System Down

Incident Report for Dyte

Postmortem

Incident Summary

On 6th Dec 10:08 UTC, an unexpected issue occurred in our Mumbai region's Kubernetes cluster, rendering it inaccessible and impacting all clients. The root cause was the accidental deletion of a critical configuration, which disrupted communication between cluster nodes and the control plane, leading to a regional system-wide outage.

Root Cause

The incident occurred during a routine infrastructure update involving auto-scaling groups and add-on upgrades of Kubernetes. An unforeseen error during this process caused the deletion of the aws-auth ConfigMap, which manages node and user access to the Kubernetes cluster. This led to:

Nodes losing authorization to communicate with the control plane.
Nodes transitioning to an unhealthy state, preventing pod scheduling.

Impact

Cluster became inaccessible for both users and system components.
All workloads were disrupted, leading to downtime for all clients in the Mumbai region.

Resolution

Access was restored by recreating the deleted configuration. Nodes were reauthorized to communicate with the control plane, and services gradually returned to normal. Additional capacity was added to expedite recovery.

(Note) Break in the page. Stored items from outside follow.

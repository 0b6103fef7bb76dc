//! OpenAI-compatible provider implementation for Confab
//!
//! This module implements the Provider trait against an OpenAI-style
//! `/chat/completions` endpoint. Transient failures are retried up to three
//! times with quadratic backoff; error payloads and empty responses surface
//! as provider errors.

use crate::config::Config;
use crate::error::{ConfabError, Result};
use crate::providers::{ChatMessage, Provider};

use async_trait::async_trait;
use reqwest::Client;
use serde::{Deserialize, Serialize};
use std::time::Duration;

/// Number of attempts before giving up on a request
const MAX_ATTEMPTS: u32 = 3;

/// Per-request timeout
const REQUEST_TIMEOUT: Duration = Duration::from_secs(60);

/// OpenAI-compatible chat completions provider
///
/// # Examples
///
/// ```no_run
/// use confab::config::Config;
/// use confab::providers::{ChatMessage, OpenAiProvider, Provider};
///
/// # async fn example() -> confab::error::Result<()> {
/// let config = Config::default();
/// let provider = OpenAiProvider::new(&config)?;
/// let response = provider.complete(&[ChatMessage::user("Hello!")]).await?;
/// # Ok(())
/// # }
/// ```
pub struct OpenAiProvider {
    client: Client,
    api_url: String,
    api_key: String,
    model: String,
}

/// Request body for the chat completions endpoint
#[derive(Debug, Serialize)]
struct ChatCompletionRequest {
    model: String,
    messages: Vec<WireMessage>,
}

/// Message in the provider wire format
///
/// The domain-level cache hint is translated into a `cache_control` block,
/// which caching-capable gateways consume and plain endpoints ignore.
#[derive(Debug, Serialize)]
struct WireMessage {
    role: String,
    content: String,
    #[serde(skip_serializing_if = "Option::is_none")]
    cache_control: Option<serde_json::Value>,
}

impl From<&ChatMessage> for WireMessage {
    fn from(msg: &ChatMessage) -> Self {
        Self {
            role: msg.role.clone(),
            content: msg.content.clone(),
            cache_control: msg
                .cache_hint
                .then(|| serde_json::json!({ "type": "ephemeral" })),
        }
    }
}

/// Response body from the chat completions endpoint
#[derive(Debug, Deserialize)]
struct ChatCompletionResponse {
    #[serde(default)]
    choices: Vec<Choice>,
    #[serde(default)]
    error: Option<ApiError>,
}

#[derive(Debug, Deserialize)]
struct Choice {
    message: ResponseMessage,
}

#[derive(Debug, Deserialize)]
struct ResponseMessage {
    #[serde(default)]
    content: String,
}

/// Error payload returned by the API
#[derive(Debug, Deserialize)]
struct ApiError {
    message: String,
    #[serde(default)]
    r#type: String,
}

impl OpenAiProvider {
    /// Creates a new provider from the runtime configuration
    ///
    /// # Errors
    ///
    /// Returns an error if HTTP client initialization fails
    pub fn new(config: &Config) -> Result<Self> {
        let client = Client::builder()
            .timeout(REQUEST_TIMEOUT)
            .user_agent(concat!("confab/", env!("CARGO_PKG_VERSION")))
            .build()
            .map_err(|e| ConfabError::Provider(format!("Failed to create HTTP client: {}", e)))?;

        tracing::debug!(
            url = %config.api_url,
            model = %config.model,
            "Initialized chat completions provider"
        );

        Ok(Self {
            client,
            api_url: config.api_url.clone(),
            api_key: config.api_key.clone(),
            model: config.model.clone(),
        })
    }

    /// Performs a single request against the endpoint
    async fn send_request(&self, request: &ChatCompletionRequest) -> Result<String> {
        let mut builder = self
            .client
            .post(&self.api_url)
            .header("Content-Type", "application/json");

        if !self.api_key.is_empty() {
            builder = builder.bearer_auth(&self.api_key);
        }

        let response = builder
            .json(request)
            .send()
            .await
            .map_err(|e| ConfabError::Provider(format!("Request failed: {}", e)))?;

        let payload: ChatCompletionResponse = response
            .json()
            .await
            .map_err(|e| ConfabError::Provider(format!("Failed to parse response: {}", e)))?;

        if let Some(error) = payload.error {
            return Err(ConfabError::Provider(format!(
                "API error ({}): {}",
                error.r#type, error.message
            ))
            .into());
        }

        let choice = payload.choices.into_iter().next().ok_or_else(|| {
            ConfabError::Provider("No response choices returned".to_string())
        })?;

        Ok(choice.message.content)
    }
}

#[async_trait]
impl Provider for OpenAiProvider {
    async fn complete(&self, messages: &[ChatMessage]) -> Result<String> {
        let request = ChatCompletionRequest {
            model: self.model.clone(),
            messages: messages.iter().map(WireMessage::from).collect(),
        };

        let mut last_error = None;
        for attempt in 0..MAX_ATTEMPTS {
            if attempt > 0 {
                let backoff = Duration::from_secs(u64::from(attempt * attempt));
                tracing::debug!(attempt, ?backoff, "Retrying chat completion request");
                tokio::time::sleep(backoff).await;
            }

            match self.send_request(&request).await {
                Ok(content) => return Ok(content),
                Err(e) => {
                    tracing::warn!(attempt, error = %e, "Chat completion attempt failed");
                    last_error = Some(e);
                }
            }
        }

        let err = last_error.unwrap_or_else(|| {
            ConfabError::Provider("Request failed with no recorded error".to_string()).into()
        });
        Err(err.context(format!("failed after {} attempts", MAX_ATTEMPTS)))
    }
}

#[cfg(test)]
mod tests {
    use super::*;
    use wiremock::matchers::{body_partial_json, header, method, path};
    use wiremock::{Mock, MockServer, ResponseTemplate};

    fn test_config(api_url: String) -> Config {
        Config {
            api_key: "test-key".to_string(),
            model: "gpt-4o".to_string(),
            os: "Linux".to_string(),
            api_url,
        }
    }

    fn completion_body(content: &str) -> serde_json::Value {
        serde_json::json!({
            "choices": [{ "message": { "role": "assistant", "content": content } }]
        })
    }

    #[tokio::test]
    async fn test_complete_returns_content() {
        let server = MockServer::start().await;
        Mock::given(method("POST"))
            .and(path("/v1/chat/completions"))
            .and(header("authorization", "Bearer test-key"))
            .respond_with(ResponseTemplate::new(200).set_body_json(completion_body("Hello!")))
            .mount(&server)
            .await;

        let config = test_config(format!("{}/v1/chat/completions", server.uri()));
        let provider = OpenAiProvider::new(&config).unwrap();

        let response = provider
            .complete(&[ChatMessage::user("Hi")])
            .await
            .unwrap();
        assert_eq!(response, "Hello!");
    }

    #[tokio::test]
    async fn test_complete_sends_model_and_messages() {
        let server = MockServer::start().await;
        Mock::given(method("POST"))
            .and(body_partial_json(serde_json::json!({
                "model": "gpt-4o",
                "messages": [{ "role": "user", "content": "Hi" }]
            })))
            .respond_with(ResponseTemplate::new(200).set_body_json(completion_body("ok")))
            .expect(1)
            .mount(&server)
            .await;

        let config = test_config(server.uri());
        let provider = OpenAiProvider::new(&config).unwrap();
        provider.complete(&[ChatMessage::user("Hi")]).await.unwrap();
    }

    #[tokio::test]
    async fn test_cache_hint_becomes_cache_control() {
        let server = MockServer::start().await;
        Mock::given(method("POST"))
            .and(body_partial_json(serde_json::json!({
                "messages": [{
                    "role": "system",
                    "content": "Preamble",
                    "cache_control": { "type": "ephemeral" }
                }]
            })))
            .respond_with(ResponseTemplate::new(200).set_body_json(completion_body("ok")))
            .expect(1)
            .mount(&server)
            .await;

        let config = test_config(server.uri());
        let provider = OpenAiProvider::new(&config).unwrap();
        provider
            .complete(&[ChatMessage::system("Preamble").with_cache_hint()])
            .await
            .unwrap();
    }

    #[tokio::test]
    async fn test_api_error_payload_is_surfaced() {
        let server = MockServer::start().await;
        Mock::given(method("POST"))
            .respond_with(ResponseTemplate::new(200).set_body_json(serde_json::json!({
                "error": { "message": "rate limited", "type": "rate_limit" }
            })))
            .mount(&server)
            .await;

        let config = test_config(server.uri());
        let provider = OpenAiProvider::new(&config).unwrap();

        let err = provider
            .complete(&[ChatMessage::user("Hi")])
            .await
            .unwrap_err();
        let rendered = format!("{:#}", err);
        assert!(rendered.contains("rate limited"));
        assert!(rendered.contains("rate_limit"));
    }

    #[tokio::test]
    async fn test_empty_choices_is_an_error() {
        let server = MockServer::start().await;
        Mock::given(method("POST"))
            .respond_with(
                ResponseTemplate::new(200).set_body_json(serde_json::json!({ "choices": [] })),
            )
            .mount(&server)
            .await;

        let config = test_config(server.uri());
        let provider = OpenAiProvider::new(&config).unwrap();

        let err = provider
            .complete(&[ChatMessage::user("Hi")])
            .await
            .unwrap_err();
        assert!(format!("{:#}", err).contains("No response choices"));
    }

    #[tokio::test]
    async fn test_retries_then_succeeds() {
        let server = MockServer::start().await;
        Mock::given(method("POST"))
            .respond_with(ResponseTemplate::new(500))
            .up_to_n_times(1)
            .mount(&server)
            .await;
        Mock::given(method("POST"))
            .respond_with(ResponseTemplate::new(200).set_body_json(completion_body("recovered")))
            .mount(&server)
            .await;

        let config = test_config(server.uri());
        let provider = OpenAiProvider::new(&config).unwrap();

        let response = provider
            .complete(&[ChatMessage::user("Hi")])
            .await
            .unwrap();
        assert_eq!(response, "recovered");
    }

    #[tokio::test]
    async fn test_persistent_failure_reports_attempts() {
        let server = MockServer::start().await;
        Mock::given(method("POST"))
            .respond_with(ResponseTemplate::new(500))
            .expect(3)
            .mount(&server)
            .await;

        let config = test_config(server.uri());
        let provider = OpenAiProvider::new(&config).unwrap();

        let err = provider
            .complete(&[ChatMessage::user("Hi")])
            .await
            .unwrap_err();
        assert!(err.to_string().contains("failed after 3 attempts"));
    }
}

System fully recovered and was operational by 11:10 UTC.

Preventive Actions

To avoid such incidents in the future:

Safeguards will be implemented to protect critical configurations.
Enhanced validation checks will be added to infrastructure changes.
Processes for rapid recovery and backups will be strengthened.

Posted Dec 09, 2024 - 13:12 IST

Resolved

This incident has been resolved.

Posted Dec 06, 2024 - 16:42 IST

Monitoring

A fix has been implemented and we are monitoring the results.

Posted Dec 06, 2024 - 16:41 IST

Update

We are continuing to work on a fix for this issue.

Posted Dec 06, 2024 - 16:35 IST

Identified

The issue has been identified and a fix is being implemented.

Posted Dec 06, 2024 - 16:32 IST

Investigating

We are currently investigating this issue.

Posted Dec 06, 2024 - 16:09 IST

This incident affected: Media (India Region, US Region, Singapore Region, Frankfurt Region, Other Regions), Meetings, Recordings, Webhooks, Analytics, api.dyte.io, and Signalling/Socket (India Region, Singapore Region, US Region).